//! Registry that owns all tool providers and routes calls by tool name.

use std::collections::{HashMap, HashSet};

use async_trait::async_trait;
use tokio::sync::{Mutex, OnceCell, RwLock};
use tokio::time;
use tracing::{debug, warn};

use crate::config::{TimeoutConfig, ToolProviderConfig, TransportConfig};
use crate::error::{AtelierError, Result};
use crate::types::ToolDefinition;

use super::client::ProviderClient;
use super::transport::{SseTransport, StdioTransport};

#[async_trait]
/// Internal provider operations required by the registry.
pub(crate) trait ProviderOps: Send {
    async fn initialize(&mut self) -> Result<()>;
    async fn list_tools(&mut self) -> Result<Vec<ToolDefinition>>;
    async fn call_tool(&mut self, name: &str, arguments: serde_json::Value) -> Result<String>;
}

#[async_trait]
impl ProviderOps for ProviderClient {
    async fn initialize(&mut self) -> Result<()> {
        ProviderClient::initialize(self).await
    }

    async fn list_tools(&mut self) -> Result<Vec<ToolDefinition>> {
        ProviderClient::list_tools(self).await
    }

    async fn call_tool(&mut self, name: &str, arguments: serde_json::Value) -> Result<String> {
        ProviderClient::call_tool(self, name, arguments).await
    }
}

struct ProviderEntry {
    name: String,
    client: Mutex<Box<dyn ProviderOps>>,
}

/// Owns the set of configured tool providers for the process lifetime.
///
/// Connection setup runs at most once (single-flight); a provider that
/// fails to connect or list its tools is skipped so the system degrades to
/// whatever tool set came up. Tool names are assumed globally unique; on a
/// collision the first-registered provider wins and a diagnostic is logged.
pub struct ToolProviderRegistry {
    providers: Vec<ProviderEntry>,
    connected: RwLock<HashSet<String>>,
    tool_map: RwLock<HashMap<String, String>>,
    init: OnceCell<()>,
    timeouts: TimeoutConfig,
}

impl ToolProviderRegistry {
    /// Build the registry from static provider configuration. Nothing is
    /// connected until first use.
    pub fn from_config(providers: &[ToolProviderConfig], timeouts: TimeoutConfig) -> Self {
        let entries = providers
            .iter()
            .filter(|config| !config.disabled)
            .map(|config| {
                let client = match &config.transport {
                    TransportConfig::Stdio { command, args } => ProviderClient::new(
                        &config.name,
                        Box::new(StdioTransport::new(command, args.clone())),
                    ),
                    TransportConfig::Sse { url } => {
                        ProviderClient::new(&config.name, Box::new(SseTransport::new(url)))
                    }
                };
                ProviderEntry {
                    name: config.name.clone(),
                    client: Mutex::new(Box::new(client) as Box<dyn ProviderOps>),
                }
            })
            .collect();

        Self {
            providers: entries,
            connected: RwLock::new(HashSet::new()),
            tool_map: RwLock::new(HashMap::new()),
            init: OnceCell::new(),
            timeouts,
        }
    }

    #[cfg(test)]
    pub(crate) fn from_ops(
        entries: Vec<(String, Box<dyn ProviderOps>)>,
        timeouts: TimeoutConfig,
    ) -> Self {
        Self {
            providers: entries
                .into_iter()
                .map(|(name, client)| ProviderEntry {
                    name,
                    client: Mutex::new(client),
                })
                .collect(),
            connected: RwLock::new(HashSet::new()),
            tool_map: RwLock::new(HashMap::new()),
            init: OnceCell::new(),
            timeouts,
        }
    }

    /// Connect every enabled provider, at most once.
    ///
    /// Safe to call concurrently and repeatedly; concurrent first-time
    /// callers all await the single connection sequence.
    pub async fn initialize(&self) {
        self.init
            .get_or_init(|| async {
                self.connect_all().await;
            })
            .await;
    }

    async fn connect_all(&self) {
        for entry in &self.providers {
            let mut client = entry.client.lock().await;

            match time::timeout(self.timeouts.connect(), client.initialize()).await {
                Ok(Ok(())) => {}
                Ok(Err(error)) => {
                    warn!(provider = %entry.name, %error, "tool provider failed to connect; skipping");
                    continue;
                }
                Err(_) => {
                    warn!(provider = %entry.name, "tool provider connect timed out; skipping");
                    continue;
                }
            }

            let tools = match time::timeout(self.timeouts.call(), client.list_tools()).await {
                Ok(Ok(tools)) => tools,
                Ok(Err(error)) => {
                    warn!(provider = %entry.name, %error, "tool listing failed; skipping provider");
                    continue;
                }
                Err(_) => {
                    warn!(provider = %entry.name, "tool listing timed out; skipping provider");
                    continue;
                }
            };
            drop(client);

            self.connected.write().await.insert(entry.name.clone());
            let mut tool_map = self.tool_map.write().await;
            for tool in tools {
                match tool_map.entry(tool.name.clone()) {
                    std::collections::hash_map::Entry::Occupied(existing) => {
                        // First registrant wins; later providers are shadowed.
                        warn!(
                            tool = %tool.name,
                            winner = %existing.get(),
                            shadowed = %entry.name,
                            "tool name collision"
                        );
                    }
                    std::collections::hash_map::Entry::Vacant(slot) => {
                        slot.insert(entry.name.clone());
                    }
                }
            }
            debug!(provider = %entry.name, "tool provider connected");
        }
    }

    /// Re-query every connected provider for its current tool list and
    /// return the flattened set.
    ///
    /// Deliberately not served from the initialization snapshot — providers
    /// may change their advertised tools at runtime. A provider that fails
    /// here is omitted from this call's result only.
    pub async fn tool_definitions(&self) -> Vec<ToolDefinition> {
        self.initialize().await;

        let connected = self.connected.read().await;
        let mut all_tools = Vec::new();

        for entry in &self.providers {
            if !connected.contains(&entry.name) {
                continue;
            }
            let mut client = entry.client.lock().await;
            match time::timeout(self.timeouts.call(), client.list_tools()).await {
                Ok(Ok(tools)) => all_tools.extend(tools),
                Ok(Err(error)) => {
                    warn!(provider = %entry.name, %error, "tool listing failed; omitting provider");
                }
                Err(_) => {
                    warn!(provider = %entry.name, "tool listing timed out; omitting provider");
                }
            }
        }

        all_tools
    }

    /// Route a tool invocation to its owning provider.
    pub async fn execute_tool(&self, name: &str, arguments: serde_json::Value) -> Result<String> {
        self.initialize().await;

        let provider_name = self
            .tool_map
            .read()
            .await
            .get(name)
            .cloned()
            .ok_or_else(|| AtelierError::ToolNotFound(name.to_string()))?;

        if !self.connected.read().await.contains(&provider_name) {
            return Err(AtelierError::ToolNotFound(name.to_string()));
        }

        let entry = self
            .providers
            .iter()
            .find(|entry| entry.name == provider_name)
            .ok_or_else(|| AtelierError::ToolNotFound(name.to_string()))?;

        debug!(tool = %name, provider = %provider_name, "executing tool");
        let mut client = entry.client.lock().await;
        match time::timeout(self.timeouts.call(), client.call_tool(name, arguments)).await {
            Ok(result) => result,
            Err(_) => Err(AtelierError::Timeout(self.timeouts.call_ms)),
        }
    }
}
● ● ● ● ●
[EXERCISE PROMPT]
Go through the listing above. Show each line where the word "failed" is found.

[EXPECTED ANSWER]
                    warn!(provider = %entry.name, %error, "tool provider failed to connect; skipping");
                    warn!(provider = %entry.name, %error, "tool listing failed; skipping provider");
                    warn!(provider = %entry.name, %error, "tool listing failed; omitting provider");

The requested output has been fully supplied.